La jeune fille acquiesça, résignée, avant de soupirer.
« Je ne sais vraiment pas ce que nous allons faire.
- Je dirais que suivre une démarche logique pourrait nous aider. Commençons par observer, puis nous pourrons déterminer la marche à suivre.
- Ça semble si simple dit comme ça.
- Disons que la première étape l’est relativement. Après tout, Gavriil nous a dit que nous étions libres d’aller à peu près où nous le souhaitions.
- Mais il faudra agir vite. Je suis inquiète pour mon frère. »
Il y eut un silence alors que tous deux réfléchissaient à ce qui pouvait ou risquait d’arriver.
Ils s’étaient réveillés dans cette chambre peu de temps auparavant. L’un des Chasseurs leur avait appris qu’ils se trouvaient là où Tōru avait passé les trois précédentes années de sa vie, et les avait informés qu’ils disposaient d’une relative liberté de mouvement tant qu’ils se tenaient tranquilles. Après cela, il était parti, les laissant seuls.
« Et si nous allions visiter notre lieu de vie pour les prochains jours ? tenta de plaisanter Sei.
- Je pense que nous n’avons rien de plus utile à faire. »
Ils sortirent de la pièce et se retrouvèrent dans un passage couvert entourant un petit jardin intérieur. Au centre de cet espace jaillissait une fontaine. Le soleil faisait jouer ses rayons dans les milliers de gouttes d’eau, créant de multiples reflets arc-en-ciel.
« C’est beau. dit-elle. Pour une première impression je dirais que nous ne sommes pas mal tombés.

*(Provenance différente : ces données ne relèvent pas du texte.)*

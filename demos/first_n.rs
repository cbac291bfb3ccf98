// Copyright (c) 2021 James O. D. Hunt.
//
// SPDX-License-Identifier: Apache-2.0
//

//! Example program that prints the first NUM lines of a file,
//! `head(1)`-style, with a generated help message.

use std::fs::File;
use std::io::{BufRead, BufReader};
use std::process::exit;

use cmdopts::{argv, HelpMessage, Need, Opt, OptSet, Parser, Value};

fn main() -> Result<(), Box<dyn std::error::Error>> {
    let argv = argv();

    let mut opts = OptSet::new();

    opts.add(
        Opt::new("number")
            .short('n')
            .needs(Need::Argument)
            .default_value(Value::Int(10))
            .placeholder("=NUM")
            .help("Number of lines"),
    );
    opts.add(Opt::new("version").short('v').help("Version"));
    opts.add(Opt::new("help").short('h').help("Help"));

    let first_posn = Parser::new(&mut opts).parse(&argv)?;

    if opts.get("help").unwrap().is_present() {
        let msg = HelpMessage::new(&argv[0])
            .usage("[OPTION]... FILE")
            .usage("--help")
            .description("Print the first NUM lines of FILE.")
            .example("-n 10 file.txt")
            .example("--number=10 file.txt")
            .example("-vn10 file.txt")
            .render(&opts)?;

        print!("{}", msg);
        return Ok(());
    }

    if opts.get("version").unwrap().is_present() {
        println!("version = 1.0");
        return Ok(());
    }

    let number = opts.get("number").unwrap().value.as_int().unwrap();

    let path = match argv.get(first_posn) {
        Some(path) => path,
        None => {
            eprintln!("ERROR: no input file specified (try --help)");
            exit(1);
        }
    };

    let file = File::open(path)?;

    for line in BufReader::new(file).lines().take(number.max(0) as usize) {
        println!("{}", line?);
    }

    Ok(())
}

- La cage est dorée. » répondit Sei.
Ils continuèrent leur exploration. En suivant le couloir, ils arrivèrent à une autre porte. Après une hésitation, elle se décida à l’ouvrir. Ils entrèrent dans un salon assez spacieux prolongé par une grande véranda. De l’autre côté des vitres s’étendait un jardin immense que l’on aurait aisément pu qualifier de parc. Toutes sortes de plantes y poussaient à profusion, néanmoins savamment ordonnées, et une pièce d’eau occupait le côté droit. Quelques arbres fruitiers étaient dispersés autour des allées tandis qu’un haut mur ceinturait le tout.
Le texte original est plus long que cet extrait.